* Task objective:
Pick each line that has "wiremock" out of the records.

[Collected data entries]
- Opening Delimiter -
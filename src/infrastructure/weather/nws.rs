//! National Weather Service forecast client (US locations only)

use async_trait::async_trait;
use chrono::{DateTime, NaiveDate, Utc};
use serde::Deserialize;
use tracing::{info, warn};

use crate::domain::{DomainError, WeatherForecast, WeatherService};
use crate::infrastructure::http_client::{HttpClient, HttpClientTrait};

const DEFAULT_NWS_BASE_URL: &str = "https://api.weather.gov";
const DEFAULT_USER_AGENT: &str = "TravelPlanner/1.0 (travel-planner@example.com)";

/// Two-step lookup: grid point, then its forecast URL. NWS rejects requests
/// without a `User-Agent`.
///
/// Never fails: any error yields an empty forecast.
#[derive(Debug)]
pub struct NwsWeatherService<C: HttpClientTrait = HttpClient> {
    client: C,
    base_url: String,
    user_agent: String,
}

impl<C: HttpClientTrait> NwsWeatherService<C> {
    pub fn new(client: C) -> Self {
        Self::with_base_url(client, DEFAULT_NWS_BASE_URL)
    }

    pub fn with_base_url(client: C, base_url: impl Into<String>) -> Self {
        Self {
            client,
            base_url: base_url.into().trim_end_matches('/').to_string(),
            user_agent: DEFAULT_USER_AGENT.to_string(),
        }
    }

    pub fn with_user_agent(mut self, user_agent: impl Into<String>) -> Self {
        self.user_agent = user_agent.into();
        self
    }

    fn points_url(&self, latitude: f64, longitude: f64) -> String {
        format!("{}/points/{:.4},{:.4}", self.base_url, latitude, longitude)
    }

    fn headers(&self) -> Vec<(&str, &str)> {
        vec![
            ("User-Agent", self.user_agent.as_str()),
            ("Accept", "application/geo+json"),
        ]
    }

    async fn fetch(
        &self,
        latitude: f64,
        longitude: f64,
        days: u32,
    ) -> Result<Vec<WeatherForecast>, DomainError> {
        let points = self
            .client
            .get_json(&self.points_url(latitude, longitude), self.headers(), vec![])
            .await?;
        let points: PointsResponse = parse("points", points)?;

        let Some(forecast_url) = points.properties.and_then(|p| p.forecast) else {
            warn!(latitude, longitude, "No forecast URL found for location");
            return Ok(Vec::new());
        };

        let forecast = self
            .client
            .get_json(&forecast_url, self.headers(), vec![])
            .await?;
        let forecast: ForecastResponse = parse("forecast", forecast)?;

        let Some(periods) = forecast.properties.and_then(|p| p.periods) else {
            warn!(latitude, longitude, "No forecast periods found");
            return Ok(Vec::new());
        };

        // Day and night period per requested day
        let limit = days as usize * 2;
        Ok(periods.into_iter().take(limit).map(Period::into_domain).collect())
    }
}

fn parse<T: for<'de> Deserialize<'de>>(
    what: &str,
    body: serde_json::Value,
) -> Result<T, DomainError> {
    serde_json::from_value(body).map_err(|e| {
        DomainError::provider("nws", format!("Failed to parse {} response: {}", what, e))
    })
}

#[async_trait]
impl<C: HttpClientTrait> WeatherService for NwsWeatherService<C> {
    async fn forecast(
        &self,
        latitude: f64,
        longitude: f64,
        start_date: NaiveDate,
        days: u32,
    ) -> Result<Vec<WeatherForecast>, DomainError> {
        info!(latitude, longitude, %start_date, days, "Fetching NWS forecast");

        match self.fetch(latitude, longitude, days).await {
            Ok(forecasts) => {
                info!(count = forecasts.len(), "Fetched forecast periods");
                Ok(forecasts)
            }
            Err(e) => {
                warn!(latitude, longitude, error = %e, "NWS forecast lookup failed");
                Ok(Vec::new())
            }
        }
    }
}

// NWS API types

#[derive(Debug, Deserialize)]
struct PointsResponse {
    properties: Option<PointsProperties>,
}

#[derive(Debug, Deserialize)]
struct PointsProperties {
    forecast: Option<String>,
}

#[derive(Debug, Deserialize)]
struct ForecastResponse {
    properties: Option<ForecastProperties>,
}

#[derive(Debug, Deserialize)]
struct ForecastProperties {
    periods: Option<Vec<Period>>,
}

#[derive(Debug, Deserialize)]
#[serde(rename_all = "camelCase")]
struct Period {
    name: Option<String>,
    start_time: Option<String>,
    temperature: Option<i32>,
    temperature_unit: Option<String>,
    wind_speed: Option<String>,
    wind_direction: Option<String>,
    short_forecast: Option<String>,
    detailed_forecast: Option<String>,
    is_daytime: Option<bool>,
}

impl Period {
    fn into_domain(self) -> WeatherForecast {
        // Keep the wall-clock time of the forecast office
        let date = self
            .start_time
            .as_deref()
            .and_then(|s| DateTime::parse_from_rfc3339(s).ok())
            .map(|d| d.naive_local())
            .unwrap_or_else(|| Utc::now().naive_utc());

        WeatherForecast {
            date,
            name: self.name.unwrap_or_else(|| "Unknown".to_string()),
            temperature: self.temperature.unwrap_or(0),
            temperature_unit: self.temperature_unit.unwrap_or_else(|| "F".to_string()),
            short_forecast: self.short_forecast.unwrap_or_default(),
            detailed_forecast: self.detailed_forecast.unwrap_or_default(),
            wind_speed: self.wind_speed.unwrap_or_default(),
            wind_direction: self.wind_direction.unwrap_or_default(),
            is_daytime: self.is_daytime.unwrap_or(true),
        }
    }
}

#[cfg(test)]
mod tests {
    use super::*;
    use crate::infrastructure::http_client::mock::MockHttpClient;
    use serde_json::json;
    use wiremock::matchers::{header, method, path};
    use wiremock::{Mock, MockServer, ResponseTemplate};

    fn period(name: &str, start: &str, temperature: i32, short: &str) -> serde_json::Value {
        json!({
            "name": name,
            "startTime": start,
            "isDaytime": name != "Tonight",
            "temperature": temperature,
            "temperatureUnit": "F",
            "windSpeed": "10 mph",
            "windDirection": "NW",
            "shortForecast": short,
            "detailedForecast": format!("{} with a high near {}.", short, temperature)
        })
    }

    #[tokio::test]
    async fn test_forecast_two_step_lookup() {
        let server = MockServer::start().await;
        let forecast_url = format!("{}/gridpoints/OKX/33,35/forecast", server.uri());

        Mock::given(method("GET"))
            .and(path("/points/40.7128,-74.0060"))
            .and(header("user-agent", "TravelPlanner/1.0 (test)"))
            .and(header("accept", "application/geo+json"))
            .respond_with(ResponseTemplate::new(200).set_body_json(json!({
                "properties": { "forecast": forecast_url }
            })))
            .expect(1)
            .mount(&server)
            .await;

        Mock::given(method("GET"))
            .and(path("/gridpoints/OKX/33,35/forecast"))
            .respond_with(ResponseTemplate::new(200).set_body_json(json!({
                "properties": {
                    "periods": [
                        period("Today", "2025-06-01T06:00:00-04:00", 78, "Sunny"),
                        period("Tonight", "2025-06-01T18:00:00-04:00", 62, "Clear"),
                        period("Monday", "2025-06-02T06:00:00-04:00", 70, "Chance Rain Showers"),
                        period("Monday Night", "2025-06-02T18:00:00-04:00", 58, "Rain"),
                        period("Tuesday", "2025-06-03T06:00:00-04:00", 75, "Partly Sunny")
                    ]
                }
            })))
            .mount(&server)
            .await;

        let service = NwsWeatherService::with_base_url(HttpClient::new(), server.uri())
            .with_user_agent("TravelPlanner/1.0 (test)");
        let start = NaiveDate::from_ymd_opt(2025, 6, 1).unwrap();

        let forecasts = service.forecast(40.7128, -74.0060, start, 2).await.unwrap();

        assert_eq!(forecasts.len(), 4);
        assert_eq!(forecasts[0].name, "Today");
        assert_eq!(forecasts[0].temperature, 78);
        assert_eq!(forecasts[0].calendar_date(), start);
        assert!(!forecasts[1].is_daytime);
        assert_eq!(forecasts[2].short_forecast, "Chance Rain Showers");
        assert_eq!(forecasts[3].wind_speed, "10 mph");
    }

    #[tokio::test]
    async fn test_missing_fields_use_defaults() {
        let client = MockHttpClient::new()
            .with_response(
                "https://api.weather.gov/points/47.6062,-122.3321",
                json!({
                    "properties": {
                        "forecast": "https://api.weather.gov/gridpoints/SEW/1,1/forecast"
                    }
                }),
            )
            .with_response(
                "https://api.weather.gov/gridpoints/SEW/1,1/forecast",
                json!({
                    "properties": {
                        "periods": [ { "startTime": "2025-06-01T06:00:00-07:00" } ]
                    }
                }),
            );
        let service = NwsWeatherService::new(client);
        let start = NaiveDate::from_ymd_opt(2025, 6, 1).unwrap();

        let forecasts = service.forecast(47.6062, -122.3321, start, 1).await.unwrap();

        assert_eq!(forecasts.len(), 1);
        assert_eq!(forecasts[0].name, "Unknown");
        assert_eq!(forecasts[0].temperature, 0);
        assert_eq!(forecasts[0].temperature_unit, "F");
        assert!(forecasts[0].is_daytime);
    }

    #[tokio::test]
    async fn test_no_forecast_url_is_empty() {
        let client = MockHttpClient::new().with_response(
            "https://api.weather.gov/points/25.7617,-80.1918",
            json!({ "properties": {} }),
        );
        let service = NwsWeatherService::new(client);
        let start = NaiveDate::from_ymd_opt(2025, 6, 1).unwrap();

        let forecasts = service.forecast(25.7617, -80.1918, start, 3).await.unwrap();
        assert!(forecasts.is_empty());
    }

    #[tokio::test]
    async fn test_http_error_is_empty() {
        let server = MockServer::start().await;
        Mock::given(method("GET"))
            .respond_with(ResponseTemplate::new(500))
            .mount(&server)
            .await;

        let service = NwsWeatherService::with_base_url(HttpClient::new(), server.uri());
        let start = NaiveDate::from_ymd_opt(2025, 6, 1).unwrap();

        let forecasts = service.forecast(41.8781, -87.6298, start, 3).await.unwrap();
        assert!(forecasts.is_empty());
    }

    #[test]
    fn test_points_url_uses_four_decimals() {
        let service = NwsWeatherService::new(MockHttpClient::new());
        assert_eq!(
            service.points_url(38.9072, -77.0369),
            "https://api.weather.gov/points/38.9072,-77.0369"
        );
    }
}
- Closing Delimiter -
* Exercise solution:
    use wiremock::matchers::{header, method, path};
    use wiremock::{Mock, MockServer, ResponseTemplate};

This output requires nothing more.